終末期キーワード(終末期を考えるキーワード)

No.6 「がんの痛みについて」

text:佐野 広美(医療法人財団 慈生会 野村病院 医師)

 ある日突然がんの告知を受けたとしたら、どんな気持ちになるでしょうか。真っ先に死ということを意識する方が多いと思います。そして、家族のこと、仕事のこと、様々な気がかりが頭をよぎるのではないでしょうか。同時に多くの方が心配されることに痛みの問題があります。痛みでつらい思いをしたくないのは誰もが願うことです。

 患者さんのなかには、痛みがないにもかかわらず痛みの恐怖と戦っている方がいらっしゃいます。痛みは、単に痛いからつらいだけではなく、がんの再発を、病状の悪化を予感させ、患者さんを精神的に追い込んでいくのです。「死ぬことは怖くありません、でも痛いのだけは・・・」ということを終末期がん患者さんからお聞きすることがあります。痛みは、体だけでなく心にも大きなダメージを与えるのです。

 ところで、がんは何故痛むのでしょうか。がんの痛みの原因にはいくつかの種類があると言われています。がんは通常、体内で細胞の集団を作り大きくなっていきます。この細胞の集団が病巣です。その病巣が内臓を圧迫する、骨や皮膚などが直接病巣に侵される、病巣が神経を圧迫したり浸潤したりする、こういう原因でがんは体に痛みを起こすのです。そしてこれらの痛みはそれぞれに違った特徴をもっています。最近は、それぞれの痛みの原因に応じて、適切な薬剤の種類や使い方が研究されています。

 従って、痛みの治療にあたり大切なことは、まずその痛みを適切に評価することです。問診や診察によって痛みの性質を把握し、検査結果も含めて痛みの原因を突き止め、適切な治療を選択します。残念ながら現在のがん治療のなかでは、まだこの痛みの評価が十分に行われていないのが実情です。私たちの病院に紹介されて入院したがん終末期の患者さんの経験をご紹介します。これまで治療をうけていた病院で痛みに対して麻薬が処方され、それでも痛みが十分に取れない状況での入院でした。入院後のお話や診察の結果、皮膚を通して胆管に挿入されているカテーテルの入口が感染を起こしており、動くとその部分が痛むということがわかりました。感染の治療とカテーテルの入換えで痛みはなくなり、麻薬を中止することができました。

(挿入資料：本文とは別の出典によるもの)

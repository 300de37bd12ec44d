//! The multi-phase duplicate-detection pipeline.
//!
//! States: `INIT -> METADATA_READY -> RECRUITED ->
//! {ENRICHED_AND_RE_RECRUITED | SKIP_ENRICH} -> URL_CHECKED -> SCORED ->
//! ASSEMBLED`, with terminal failures `NOT_SEARCHABLE`, `NODE_NOT_FOUND`,
//! `UPSTREAM_FATAL`. Phase k strictly happens-before phase k+1; there is no
//! racing between enrichment, the URL-exact pass, and scoring.

use std::sync::Arc;

use crate::core::errors::DetectionError;
use crate::core::types::{
    Candidate, DetectionParams, DetectionResponse, Duplicate, EnrichmentReport,
    EnrichmentSourceField, Metadata, SearchField,
};
use crate::minhash;
use crate::normalize;
use crate::recruiter::{self, RecruitmentOutcome};
use crate::upstream::UpstreamClient;

const MIN_TITLE_ENRICHMENT_SIMILARITY: f64 = 0.7;
const SCORING_DESCRIPTION_CHARS: usize = 200;

pub struct Pipeline {
    upstream: Arc<dyn UpstreamClient>,
    recruit_concurrency: usize,
}

impl Pipeline {
    pub fn new(upstream: Arc<dyn UpstreamClient>, recruit_concurrency: usize) -> Self {
        Self {
            upstream,
            recruit_concurrency,
        }
    }

    /// Phase 1 (by-node-id variant) + the rest of the pipeline.
    pub async fn detect_by_node(
        &self,
        node_id: &str,
        params: DetectionParams,
    ) -> Result<DetectionResponse, DetectionError> {
        let metadata = self
            .upstream
            .fetch_metadata(node_id)
            .await
            .map_err(|_| DetectionError::NodeNotFound(node_id.to_string()))?;

        self.run(metadata, Some(node_id.to_string()), params).await
    }

    /// Phase 1 (by-metadata variant) + the rest of the pipeline.
    pub async fn detect_by_metadata(
        &self,
        metadata: Metadata,
        params: DetectionParams,
    ) -> Result<DetectionResponse, DetectionError> {
        self.run(metadata, None, params).await
    }

    async fn run(
        &self,
        mut source: Metadata,
        source_node_id: Option<String>,
        params: DetectionParams,
    ) -> Result<DetectionResponse, DetectionError> {
        if !source.is_searchable() {
            return Err(DetectionError::NotSearchable);
        }

        // Phase 2 — initial recruitment.
        let mut outcome = self.recruit(&source, &params).await;

        // Phase 3 — enrichment (at most one pass).
        let enrichment = self.try_enrich(&mut source, &outcome.candidates);
        if enrichment.is_some() {
            outcome = self.recruit(&source, &params).await;
        }

        // Phase 4 — URL-exact pass.
        let source_url_key = source
            .url
            .as_deref()
            .map(normalize::normalize_url)
            .filter(|k| !k.is_empty());
        for candidate in outcome.candidates.values_mut() {
            if let Some(source_key) = &source_url_key {
                let candidate_key = candidate
                    .metadata
                    .url
                    .as_deref()
                    .map(normalize::normalize_url)
                    .filter(|k| !k.is_empty());
                if candidate_key.as_deref() == Some(source_key.as_str()) {
                    candidate.match_source = crate::core::types::MatchSource::UrlExact;
                    candidate.similarity_score = 1.0;
                }
            }
        }

        // Phase 5 — similarity scoring.
        let total_candidates_checked = outcome.candidates.len();
        let source_scoring_text = scoring_text(&source);
        let mut field_max_similarity: std::collections::HashMap<SearchField, f64> =
            std::collections::HashMap::new();

        let mut survivors: Vec<Candidate> = Vec::new();
        for candidate in outcome.candidates.into_values() {
            if matches!(candidate.match_source, crate::core::types::MatchSource::UrlExact) {
                field_max_similarity
                    .entry(candidate.discovery_field)
                    .and_modify(|m| *m = m.max(1.0))
                    .or_insert(1.0);
                survivors.push(candidate);
                continue;
            }

            let candidate_scoring_text = scoring_text(&candidate.metadata);
            let score = minhash::text_similarity(&source_scoring_text, &candidate_scoring_text);

            field_max_similarity
                .entry(candidate.discovery_field)
                .and_modify(|m| *m = m.max(score))
                .or_insert(score);

            if score >= params.similarity_threshold {
                let mut candidate = candidate;
                candidate.similarity_score = score;
                survivors.push(candidate);
            }
        }

        for result in &mut outcome.field_results {
            if let Some(max) = field_max_similarity.get(&result.field) {
                result.max_similarity = *max;
            }
        }

        // Phase 6 — assembly.
        let mut duplicates: Vec<Duplicate> = survivors
            .into_iter()
            .filter(|c| Some(&c.node_id) != source_node_id.as_ref())
            .map(|c| Duplicate {
                node_id: c.node_id,
                metadata: c.metadata,
                match_source: c.match_source,
                similarity_score: c.similarity_score,
            })
            .collect();

        duplicates.sort_by(|a, b| {
            let a_exact = matches!(a.match_source, crate::core::types::MatchSource::UrlExact);
            let b_exact = matches!(b.match_source, crate::core::types::MatchSource::UrlExact);
            b_exact
                .cmp(&a_exact)
                .then_with(|| b.similarity_score.partial_cmp(&a.similarity_score).unwrap())
                .then_with(|| a.node_id.cmp(&b.node_id))
        });

        Ok(DetectionResponse {
            source_metadata: source,
            threshold: params.similarity_threshold,
            enrichment,
            candidate_search_results: outcome.field_results,
            total_candidates_checked,
            duplicates,
        })
    }

    async fn recruit(&self, metadata: &Metadata, params: &DetectionParams) -> RecruitmentOutcome {
        recruiter::recruit(
            &self.upstream,
            metadata,
            &params.active_fields,
            params.max_candidates,
            self.recruit_concurrency,
        )
        .await
    }

    /// Phase 3: if the source is missing a field, copy it in from the
    /// best enrichment candidate (url_exact first, else the
    /// highest-similarity title-sourced candidate with score >= 0.7; ties
    /// broken by highest similarity then lexicographically smallest
    /// node_id). Returns `None` if no field was added.
    fn try_enrich(
        &self,
        source: &mut Metadata,
        candidates: &std::collections::HashMap<String, Candidate>,
    ) -> Option<EnrichmentReport> {
        let missing = source.empty_fields();
        if missing.is_empty() {
            return None;
        }

        // Phase 4's url_exact tagging hasn't run yet, so find a url-exact
        // donor with the same normalized-URL comparison ahead of time.
        let source_url_key = source
            .url
            .as_deref()
            .map(normalize::normalize_url)
            .filter(|k| !k.is_empty());
        let url_exact = source_url_key.as_ref().and_then(|source_key| {
            candidates.values().find(|c| {
                c.metadata
                    .url
                    .as_deref()
                    .map(normalize::normalize_url)
                    .filter(|k| !k.is_empty())
                    .as_deref()
                    == Some(source_key.as_str())
            })
        });

        let (donor, source_field) = if let Some(candidate) = url_exact {
            (candidate, EnrichmentSourceField::Url)
        } else {
            // Phase 5 scoring hasn't run yet either, so score title-sourced
            // candidates against the source's current title ad hoc.
            let source_title = source.title.as_deref().unwrap_or("");
            let best_title = candidates
                .values()
                .filter(|c| matches!(c.discovery_field, SearchField::Title))
                .filter_map(|c| {
                    let candidate_title = c.metadata.title.as_deref().unwrap_or("");
                    if source_title.is_empty() || candidate_title.is_empty() {
                        return None;
                    }
                    let score = minhash::text_similarity(source_title, candidate_title);
                    (score >= MIN_TITLE_ENRICHMENT_SIMILARITY).then_some((c, score))
                })
                .max_by(|(a, a_score), (b, b_score)| {
                    a_score
                        .partial_cmp(b_score)
                        .unwrap()
                        .then_with(|| b.node_id.cmp(&a.node_id))
                })
                .map(|(c, _)| c);
            match best_title {
                Some(candidate) => (candidate, EnrichmentSourceField::Title),
                None => return None,
            }
        };

        let mut fields_added = Vec::new();
        if source.title.is_none() || source.title.as_deref() == Some("") {
            if let Some(title) = donor.metadata.title.clone().filter(|s| !s.trim().is_empty()) {
                source.title = Some(title);
                fields_added.push("title".to_string());
            }
        }
        if source.description.is_none() || source.description.as_deref() == Some("") {
            if let Some(desc) = donor
                .metadata
                .description
                .clone()
                .filter(|s| !s.trim().is_empty())
            {
                source.description = Some(desc);
                fields_added.push("description".to_string());
            }
        }
        if source.url.is_none() || source.url.as_deref() == Some("") {
            if let Some(url) = donor.metadata.url.clone().filter(|s| !s.trim().is_empty()) {
                source.url = Some(url);
                fields_added.push("url".to_string());
            }
        }

        if fields_added.is_empty() {
            return None;
        }

        Some(EnrichmentReport {
            source_node_id: donor.node_id.clone(),
            source_field,
            fields_added,
        })
    }
}

/// Text used for Phase 5 scoring: title concatenated with the first 200
/// characters of the description, if present.
fn scoring_text(metadata: &Metadata) -> String {
    let title = metadata.title.as_deref().unwrap_or("");
    let description: String = metadata
        .description
        .as_deref()
        .unwrap_or("")
        .chars()
        .take(SCORING_DESCRIPTION_CHARS)
        .collect();
    format!("{title} {description}").trim().to_string()
}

これは極端な事例ですが、適切な評価ができなければ適切な治療に結びつかないのは、手術や化学療法、放射線治療も痛みの治療も同じなのです。

 がんの痛みのお話をするときに切り離せないのが、前出の事例でもありましたモルヒネに代表される麻薬についてのお話です。「麻薬」という言葉そのものが悪いイメージを起こしうることから、最近は「医療用麻薬」あるいは「オピオイド」という言葉が使われています。医療用麻薬に対する認識は、一般の方がたはもちろん、医療者のなかでも決して高いとは言えません。麻薬を使うと命が縮まらないか、頭がおかしくならないか、中毒にはならないか、などなど医療用麻薬については別の機会にお話をさせていただきたいと思っています。

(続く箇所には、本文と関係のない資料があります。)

use axum::http::StatusCode;
use axum::response::{IntoResponse, Response};
use axum::Json;
use thiserror::Error;

use super::types::ErrorResponse;

/// The closed set of failures a detection request can terminate with.
///
/// Variants map 1:1 onto the pipeline's terminal failure states; the
/// `IntoResponse` impl below is the single place that decides what HTTP
/// status each one surfaces as.
#[derive(Debug, Error)]
pub enum DetectionError {
    #[error("node {0} was not found upstream")]
    NodeNotFound(String),

    #[error("metadata has no searchable fields")]
    NotSearchable,

    #[error("invalid request: {0}")]
    InvalidRequest(String),

    #[error("rate limit exceeded, retry after {retry_after_secs}s")]
    RateLimited { retry_after_secs: u64 },

    #[error("admin authorization failed")]
    Unauthorized,

    #[error("upstream search service failed: {0}")]
    UpstreamFatal(String),

    #[error("request exceeded its deadline")]
    DeadlineExceeded,

    #[error("internal error: {0}")]
    Internal(String),
}

impl IntoResponse for DetectionError {
    fn into_response(self) -> Response {
        let status = match &self {
            DetectionError::NodeNotFound(_) => StatusCode::NOT_FOUND,
            DetectionError::NotSearchable => StatusCode::BAD_REQUEST,
            DetectionError::InvalidRequest(_) => StatusCode::BAD_REQUEST,
            DetectionError::RateLimited { .. } => StatusCode::TOO_MANY_REQUESTS,
            DetectionError::Unauthorized => StatusCode::FORBIDDEN,
            DetectionError::UpstreamFatal(_) => StatusCode::SERVICE_UNAVAILABLE,
            DetectionError::DeadlineExceeded => StatusCode::SERVICE_UNAVAILABLE,
            DetectionError::Internal(_) => StatusCode::INTERNAL_SERVER_ERROR,
        };
        let body = Json(ErrorResponse {
            error: self.to_string(),
        });
        (status, body).into_response()
    }
}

 適切な評価のもと、適切な治療が行われれば、がんの痛みは治るのでしょうか。残念ながら、すべての方の痛みが完全に取り除けるわけではありません。実際には薬物治療などにより8割程度の痛みには対応可能だと言われています。では残った痛みはどうなるのでしょう。痛みは、環境や気持ちなどによって影響を受けます。睡眠がとれること、ご家族のいる安心感や医療者との信頼できる関係、気分がまぎれる趣味などによって、少しでも痛みは和らげることができるのです。

 また、人の痛みは身体の痛みだけではありません。心の中に起こる様々な気がかりもすべて苦痛として多面的に捉える必要があり、このような考え方を全人的苦痛といいます。死の恐怖、病状に対する苛立ち、社会的立場の喪失、家族への負担、など人により強弱は違うものの様々な苦痛があるのです。さらに最近では、個々の内面にあるといわれているスピリチュアル・ペインが注目されています。痛みの治療のためには単に身体の苦痛に対処するだけでなく、このような全人的苦痛への配慮も必要なのです。

 つらいから「早く終わりにしたい」とか「もう死んでしまいたい」と思ってしまう。そのようなことのないように、いつも患者さんがご自身の意向をしっかりと示せるように、緩和ケアに携わる医療者は心がけています。